>>>

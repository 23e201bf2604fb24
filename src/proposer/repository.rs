//! Repository lookups used while proposing fixes
//!
//! Resolves class names to import paths, locates build descriptors and
//! test sources under the configured repository layout.

use crate::proposer::types::DependencyCoordinates;
use regex::Regex;
use serde::{Deserialize, Serialize};
use std::fs;
use std::path::{Path, PathBuf};
use std::sync::OnceLock;
use walkdir::WalkDir;

/// Directory and naming conventions of the repository under repair
#[derive(Debug, Clone, PartialEq, Serialize, Deserialize)]
#[serde(default)]
pub struct RepositoryLayout {
    /// Directory holding one sub-directory per service
    pub services_dir: String,

    /// Shared-library source root
    pub shared_models_dir: String,

    /// Main source root inside a service
    pub source_root: String,

    /// Test source root inside a service
    pub test_root: String,

    /// Extension of language source files (verified after edits)
    pub source_extension: String,

    /// Build descriptor file name inside a service
    pub build_descriptor: String,

    /// Package prefix owned by the shared library
    pub shared_namespace: String,

    /// Package of types found under `shared_models_dir`
    pub shared_models_package: String,

    /// Dependency that provides the shared namespace
    pub shared_dependency: DependencyCoordinates,
}

impl Default for RepositoryLayout {
    fn default() -> Self {
        Self {
            services_dir: "services".to_string(),
            shared_models_dir: "shared/models".to_string(),
            source_root: "src/main/java".to_string(),
            test_root: "src/test".to_string(),
            source_extension: "java".to_string(),
            build_descriptor: "pom.xml".to_string(),
            shared_namespace: "io.leanda.ng.shared".to_string(),
            shared_models_package: "io.leanda.ng.shared.models".to_string(),
            shared_dependency: DependencyCoordinates {
                group_id: "io.leanda.ng".to_string(),
                artifact_id: "shared-models".to_string(),
                version: "1.0.0-SNAPSHOT".to_string(),
            },
        }
    }
}

/// Read-only view of the repository
#[derive(Debug, Clone)]
pub struct RepositoryContext {
    root: PathBuf,
    layout: RepositoryLayout,
}

impl RepositoryContext {
    /// Create context rooted at `root`
    pub fn new(root: impl Into<PathBuf>, layout: RepositoryLayout) -> Self {
        Self {
            root: root.into(),
            layout,
        }
    }

    /// Repository root
    pub fn root(&self) -> &Path {
        &self.root
    }

    /// Layout conventions
    pub fn layout(&self) -> &RepositoryLayout {
        &self.layout
    }

    /// Directory of a service
    pub fn service_dir(&self, service: &str) -> PathBuf {
        self.root.join(&self.layout.services_dir).join(service)
    }

    /// Root-relative build descriptor of a service, if it exists
    pub fn descriptor_for(&self, service: &str) -> Option<String> {
        let path = self.service_dir(service).join(&self.layout.build_descriptor);
        if path.is_file() {
            Some(format!(
                "{}/{}/{}",
                self.layout.services_dir, service, self.layout.build_descriptor
            ))
        } else {
            None
        }
    }

    /// Service named by a `services/<name>/` segment in free text or a path
    pub fn service_in_text(&self, text: &str) -> Option<String> {
        let marker = format!("{}/", self.layout.services_dir);
        let start = text.find(&marker)? + marker.len();
        let name: String = text[start..]
            .chars()
            .take_while(|c| *c != '/' && *c != '\\' && !c.is_whitespace())
            .collect();

        if name.is_empty() || !text[start + name.len()..].starts_with(['/', '\\']) {
            return None;
        }
        Some(name)
    }

    /// Whether a root-relative descriptor already declares `artifact_id`
    pub fn descriptor_declares(&self, descriptor: &str, artifact_id: &str) -> bool {
        fs::read_to_string(self.root.join(descriptor))
            .map(|content| content.contains(&format!("<artifactId>{}</artifactId>", artifact_id)))
            .unwrap_or(false)
    }

    /// Fully-qualified import path for a class, searching the service's
    /// source root first and the shared library second
    pub fn find_import_path(&self, class_name: &str, service: Option<&str>) -> Option<String> {
        if let Some(service) = service {
            let source_root = self.service_dir(service).join(&self.layout.source_root);
            let package = self
                .find_sources(&source_root, class_name)
                .find_map(|file| {
                    declared_package(&file).or_else(|| package_from_path(&source_root, &file))
                });
            if let Some(package) = package {
                return Some(format!("{}.{}", package, class_name));
            }
        }

        let shared_dir = self.root.join(&self.layout.shared_models_dir);
        self.find_sources(&shared_dir, class_name)
            .next()
            .map(|_| format!("{}.{}", self.layout.shared_models_package, class_name))
    }

    /// Source files under `dir` named after `class_name`
    fn find_sources<'a>(
        &'a self,
        dir: &Path,
        class_name: &'a str,
    ) -> impl Iterator<Item = PathBuf> + 'a {
        let extension = self.layout.source_extension.as_str();
        dir.is_dir()
            .then(|| source_files(dir))
            .into_iter()
            .flatten()
            .filter(move |path| path.extension().and_then(|e| e.to_str()) == Some(extension))
            .filter(move |path| file_stem(path) == class_name)
    }

    /// Root-relative test files in a service whose name overlaps `test_class`
    pub fn find_similar_tests(&self, test_class: &str, service: &str) -> Vec<String> {
        let test_dir = self.service_dir(service).join(&self.layout.test_root);
        if !test_dir.is_dir() {
            return Vec::new();
        }

        let needle = test_class.to_lowercase();
        let suffix = format!("Test.{}", self.layout.source_extension);

        source_files(&test_dir)
            .filter(|path| {
                path.file_name()
                    .and_then(|n| n.to_str())
                    .map_or(false, |n| n.ends_with(&suffix))
            })
            .filter(|path| {
                let stem = file_stem(path).to_lowercase();
                stem.contains(&needle) || needle.contains(&stem)
            })
            .filter_map(|path| self.relative(&path))
            .collect()
    }

    /// First test source for a `service-TestClass-...` failure id
    pub fn find_test_file(&self, failure_id: &str) -> Option<String> {
        let mut parts = failure_id.split('-');
        let service = parts.next().filter(|s| !s.is_empty())?;
        let test_class = parts.next().filter(|s| !s.is_empty())?;

        let test_dir = self.service_dir(service).join(&self.layout.test_root);
        if !test_dir.is_dir() {
            return None;
        }

        let extension = self.layout.source_extension.as_str();
        source_files(&test_dir)
            .filter(|path| path.extension().and_then(|e| e.to_str()) == Some(extension))
            .find(|path| file_stem(path).contains(test_class))
            .and_then(|path| self.relative(&path))
    }

    /// Root-relative, `/`-separated form of a path under the root
    pub fn relative(&self, path: &Path) -> Option<String> {
        let rel = path.strip_prefix(&self.root).ok()?;
        let parts: Vec<String> = rel
            .components()
            .map(|c| c.as_os_str().to_string_lossy().into_owned())
            .collect();
        Some(parts.join("/"))
    }
}

/// Regular files under `dir`, in a stable order, skipping backup artifacts
fn source_files(dir: &Path) -> impl Iterator<Item = PathBuf> {
    WalkDir::new(dir)
        .sort_by_file_name()
        .into_iter()
        .filter_map(|entry| entry.ok())
        .filter(|entry| entry.file_type().is_file())
        .map(|entry| entry.into_path())
        .filter(|path| path.extension().map_or(true, |e| e != "backup"))
}

fn file_stem(path: &Path) -> String {
    path.file_stem()
        .map(|s| s.to_string_lossy().into_owned())
        .unwrap_or_default()
}

/// `package a.b.c;` declaration of a source file
fn declared_package(file: &Path) -> Option<String> {
    static PACKAGE: OnceLock<Regex> = OnceLock::new();
    let package = PACKAGE
        .get_or_init(|| Regex::new(r"(?m)^\s*package\s+([\w.]+)\s*;").expect("static regex"));

    let content = fs::read_to_string(file).ok()?;
    package
        .captures(&content)
        .and_then(|caps| caps.get(1))
        .map(|m| m.as_str().to_string())
}

/// Package derived from the directory path below the source root
fn package_from_path(source_root: &Path, file: &Path) -> Option<String> {
    let parent = file.parent()?.strip_prefix(source_root).ok()?;
    let segments: Vec<String> = parent
        .components()
        .map(|c| c.as_os_str().to_string_lossy().into_owned())
        .collect();

    if segments.is_empty() {
        None
    } else {
        Some(segments.join("."))
    }
}

#[cfg(test)]
mod tests {
    use super::*;
    use tempfile::TempDir;

    fn setup_repo() -> (TempDir, RepositoryContext) {
        let temp = TempDir::new().unwrap();
        let root = temp.path();

        fs::create_dir_all(root.join("services/orders/src/main/java/com/acme/orders")).unwrap();
        fs::create_dir_all(root.join("services/orders/src/test/java/com/acme/orders")).unwrap();
        fs::create_dir_all(root.join("shared/models")).unwrap();

        fs::write(
            root.join("services/orders/src/main/java/com/acme/orders/Order.java"),
            "package com.acme.orders;\n\npublic class Order {}\n",
        )
        .unwrap();
        fs::write(
            root.join("services/orders/src/main/java/com/acme/orders/Line.java"),
            "public class Line {}\n",
        )
        .unwrap();
        fs::write(
            root.join("services/orders/src/test/java/com/acme/orders/OrderServiceTest.java"),
            "class OrderServiceTest {}\n",
        )
        .unwrap();
        fs::write(root.join("services/orders/pom.xml"), "<project></project>\n").unwrap();
        fs::write(root.join("shared/models/Widget.java"), "class Widget {}\n").unwrap();

        let ctx = RepositoryContext::new(root, RepositoryLayout::default());
        (temp, ctx)
    }

    #[test]
    fn test_import_from_declared_package() {
        let (_temp, ctx) = setup_repo();
        assert_eq!(
            ctx.find_import_path("Order", Some("orders")),
            Some("com.acme.orders.Order".to_string())
        );
    }

    #[test]
    fn test_import_from_directory_path() {
        let (_temp, ctx) = setup_repo();
        assert_eq!(
            ctx.find_import_path("Line", Some("orders")),
            Some("com.acme.orders.Line".to_string())
        );
    }

    #[test]
    fn test_import_falls_back_to_shared() {
        let (_temp, ctx) = setup_repo();
        assert_eq!(
            ctx.find_import_path("Widget", Some("orders")),
            Some("io.leanda.ng.shared.models.Widget".to_string())
        );
        assert_eq!(
            ctx.find_import_path("Widget", None),
            Some("io.leanda.ng.shared.models.Widget".to_string())
        );
        assert!(ctx.find_import_path("Gadget", Some("orders")).is_none());
    }

    #[test]
    fn test_import_ignores_non_source_namesakes() {
        let (temp, ctx) = setup_repo();
        let root = temp.path();
        fs::create_dir_all(root.join("services/orders/docs")).unwrap();
        fs::write(root.join("services/orders/docs/Invoice.md"), "# Invoice\n").unwrap();
        fs::create_dir_all(root.join("services/orders/src/main/java/com/acme/billing")).unwrap();
        fs::write(
            root.join("services/orders/src/main/java/com/acme/billing/Invoice.java"),
            "package com.acme.billing;\n\npublic class Invoice {}\n",
        )
        .unwrap();

        assert_eq!(
            ctx.find_import_path("Invoice", Some("orders")),
            Some("com.acme.billing.Invoice".to_string())
        );
    }

    #[test]
    fn test_descriptor_lookup() {
        let (_temp, ctx) = setup_repo();
        assert_eq!(ctx.descriptor_for("orders"), Some("services/orders/pom.xml".to_string()));
        assert!(ctx.descriptor_for("billing").is_none());
        assert!(!ctx.descriptor_declares("services/orders/pom.xml", "shared-models"));
    }

    #[test]
    fn test_service_in_text() {
        let (_temp, ctx) = setup_repo();
        assert_eq!(
            ctx.service_in_text("[ERROR] /ci/services/orders/src/main/java/X.java:[3,1]"),
            Some("orders".to_string())
        );
        assert!(ctx.service_in_text("no path here").is_none());
        assert!(ctx.service_in_text("services/orders").is_none());
    }

    #[test]
    fn test_similar_tests_and_test_file() {
        let (_temp, ctx) = setup_repo();

        let similar = ctx.find_similar_tests("OrderService", "orders");
        assert_eq!(
            similar,
            vec!["services/orders/src/test/java/com/acme/orders/OrderServiceTest.java".to_string()]
        );

        assert_eq!(
            ctx.find_test_file("orders-OrderServiceTest-createsOrder"),
            Some("services/orders/src/test/java/com/acme/orders/OrderServiceTest.java".to_string())
        );
        assert!(ctx.find_test_file("billing-X-y").is_none());
    }
}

<<<

### TASK REQUIREMENTS
Would you return all lines from the preceding listing that contain the word "RepositoryLayout"?

### RESULT FOR THIS TASK
pub struct RepositoryLayout {
impl Default for RepositoryLayout {
    layout: RepositoryLayout,
    pub fn new(root: impl Into<PathBuf>, layout: RepositoryLayout) -> Self {
    pub fn layout(&self) -> &RepositoryLayout {
        let ctx = RepositoryContext::new(root, RepositoryLayout::default());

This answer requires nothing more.